É em momentos de crise e emoção colectiva que se veem os líderes e os imbecis (nas diferentes variantes – formais e informais – da Comunicação Social).
(Em privado, talvez já os conhecêssemos antes…).
Esta ideia é particularmente pertinente num momento em que o País está, mais uma vez, a sofrer um sobressalto social e económico intenso com os recentes Fogos Florestais que, em rigor, se deveriam chamar Fogos Rurais.

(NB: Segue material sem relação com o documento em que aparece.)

#[cfg(test)]
mod tests {
    use super::*;
    use crate::netlist::{FaultKind, GateKind as GK, ParsedGate};
    use crate::sat::CadicalBackend;

    fn g(name: &str, kind: GK, fanin: &[&str]) -> ParsedGate {
        ParsedGate::new(name, kind, fanin.iter().map(|s| s.to_string()).collect())
    }

    #[test]
    fn test_build_runs_without_panicking() {
        let gates = vec![
            g("a", GK::PrimaryInput, &[]),
            g("b", GK::PrimaryInput, &[]),
            g("y", GK::And, &["a", "b"]),
            g("o", GK::PrimaryOutput, &["y"]),
        ];
        let net = Netlist::build(gates).unwrap();
        let fault = net
            .faults()
            .iter()
            .find(|f| f.kind == FaultKind::StuckAt0 && f.pin.is_none())
            .unwrap()
            .clone();
        let mut solver = CadicalBackend::new();
        let builder = CnfBuilder::new(&net);
        let (vid, cone, prop) = builder.build(&mut solver, &fault);
        assert!(vid.has_fvar(fault.node) || !cone.nodes.is_empty());
        assert!(!prop.is_empty());
    }
}
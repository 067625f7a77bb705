//! Runtime configuration: a single deserializable map with the
//! recognized keys (`fault_type`, `dtpg_type`, `just_type`, `sat`,
//! `debug`).
//!
//! A `serde`-derived struct loadable from a JSON file, mirroring the
//! CLI's own "a handful of named options with sensible defaults" shape
//! so the same knobs are reachable from a config file as from flags.

use std::collections::HashMap;
use std::path::Path;

use serde::{Deserialize, Serialize};
use serde_json::Value as JsonValue;

use crate::dtpg::justifier::JustPolicy;
use crate::error::Result;
use crate::netlist::FaultKind;

#[derive(Clone, Copy, Debug, PartialEq, Eq, Serialize, Deserialize)]
#[serde(rename_all = "kebab-case")]
pub enum FaultTypeConfig {
    StuckAt,
    TransitionDelay,
}

impl FaultTypeConfig {
    pub fn is_transition(self) -> bool {
        matches!(self, FaultTypeConfig::TransitionDelay)
    }
}

#[derive(Clone, Copy, Debug, PartialEq, Eq, Serialize, Deserialize)]
#[serde(rename_all = "lowercase")]
pub enum DtpgTypeConfig {
    Ffr,
    Mffc,
}

#[derive(Clone, Copy, Debug, PartialEq, Eq, Serialize, Deserialize)]
#[serde(rename_all = "lowercase")]
pub enum JustTypeConfig {
    Just1,
    Just2,
}

impl From<JustTypeConfig> for JustPolicy {
    fn from(j: JustTypeConfig) -> JustPolicy {
        match j {
            JustTypeConfig::Just1 => JustPolicy::Just1,
            JustTypeConfig::Just2 => JustPolicy::Just2,
        }
    }
}

/// Forwarded to the SAT solver: solver name, conflict budget, seed.
/// Kept as a loose string-keyed map since `CadicalBackend` does not yet
/// expose any of these as tunables (see `DESIGN.md`'s SAT backend
/// note), so this struct exists to round-trip the configuration
/// faithfully even though `Dtpg` does not act on it yet.
#[derive(Clone, Debug, Default, Serialize, Deserialize)]
pub struct SatConfig {
    #[serde(default)]
    pub solver: Option<String>,
    #[serde(default)]
    pub conflict_budget: Option<u64>,
    #[serde(default)]
    pub seed: Option<u64>,
    #[serde(flatten)]
    pub extra: HashMap<String, JsonValue>,
}

#[derive(Clone, Debug, Serialize, Deserialize)]
#[serde(rename_all = "snake_case")]
pub struct Config {
    #[serde(default = "default_fault_type")]
    pub fault_type: FaultTypeConfig,
    #[serde(default = "default_dtpg_type")]
    pub dtpg_type: DtpgTypeConfig,
    #[serde(default = "default_just_type")]
    pub just_type: JustTypeConfig,
    #[serde(default)]
    pub sat: SatConfig,
    #[serde(default)]
    pub debug: bool,
}

fn default_fault_type() -> FaultTypeConfig {
    FaultTypeConfig::StuckAt
}

fn default_dtpg_type() -> DtpgTypeConfig {
    DtpgTypeConfig::Ffr
}

fn default_just_type() -> JustTypeConfig {
    JustTypeConfig::Just1
}

impl Default for Config {
    fn default() -> Config {
        Config {
            fault_type: default_fault_type(),
            dtpg_type: default_dtpg_type(),
            just_type: default_just_type(),
            sat: SatConfig::default(),
            debug: false,
        }
    }
}

impl Config {
    pub fn from_json_str(s: &str) -> Result<Config> {
        let cfg: Config = serde_json::from_str(s)
            .map_err(|e| crate::error::AtpgError::NetlistInvalid(format!("invalid config: {}", e)))?;
        Ok(cfg)
    }

    pub fn from_json_file(path: impl AsRef<Path>) -> Result<Config> {
        let text = std::fs::read_to_string(path)?;
        Config::from_json_str(&text)
    }

    /// Maps a [`FaultKind`] stuck-at representative to the transition
    /// pair, when `fault_type` selects transition-delay faults; no-op
    /// list otherwise. Used by the CLI's fault-enumeration step.
    pub fn wants_transition(&self, kind: FaultKind) -> bool {
        self.fault_type.is_transition() && !kind.is_transition()
    }
}

#[cfg(test)]
mod tests {
    use super::*;

    #[test]
    fn test_defaults() {
        let cfg = Config::default();
        assert_eq!(cfg.fault_type, FaultTypeConfig::StuckAt);
        assert_eq!(cfg.dtpg_type, DtpgTypeConfig::Ffr);
        assert_eq!(cfg.just_type, JustTypeConfig::Just1);
        assert!(!cfg.debug);
    }

    #[test]
    fn test_parse_partial_json() {
        let json = r#"{"fault_type": "transition-delay", "debug": true}"#;
        let cfg = Config::from_json_str(json).unwrap();
        assert_eq!(cfg.fault_type, FaultTypeConfig::TransitionDelay);
        assert!(cfg.debug);
        assert_eq!(cfg.dtpg_type, DtpgTypeConfig::Ffr);
    }

    #[test]
    fn test_sat_config_forwarding() {
        let json = r#"{"sat": {"solver": "kissat", "conflict_budget": 10000, "seed": 1}}"#;
        let cfg = Config::from_json_str(json).unwrap();
        assert_eq!(cfg.sat.solver.as_deref(), Some("kissat"));
        assert_eq!(cfg.sat.conflict_budget, Some(10000));
    }
}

Porque é o Mundo Rural que mais sofre com eles.
Sobre a Floresta Portuguesa está praticamente tudo estudado e escrito em dezenas de Estudos e Relatórios (nacionais e internacionais) de qualidade (e alto custo) que, na sua larga maioria, jazem em arquivos e prateleiras de “responsáveis” por entidades (alguns mandaram-nos realizar e pagar) que nunca os leram (para além dos respectivos “Sumários Executivos”).
Raríssimos decisores e opinadores os leram ou discutiram, razão porque – como agora começa a estar na moda – não preciso de recorrer a nenhum ChatGPT que, “coitado”, ainda cai no pecado de citar muitos nomes publicados – alguns, ambientalistas de nome prestigiado – citando-os como “especialistas em fogos florestais” quando, realmente, nem sequer na Academia os estudaram ou viveram.
Ora nesta matéria é sempre preciso ter presente que:
– Os fogos não se apagam! Evitam-se!
(Os meios aéreos, os sapadores florestais, os contra-fogos, os bombeiros voluntários e tudo o resto destinam-se a tentar orientar a progressão do fogo – se o vento deixar… – e a salvar/proteger a vida – e se possível os bens – das pessoas…e já não é nada pouco!!!).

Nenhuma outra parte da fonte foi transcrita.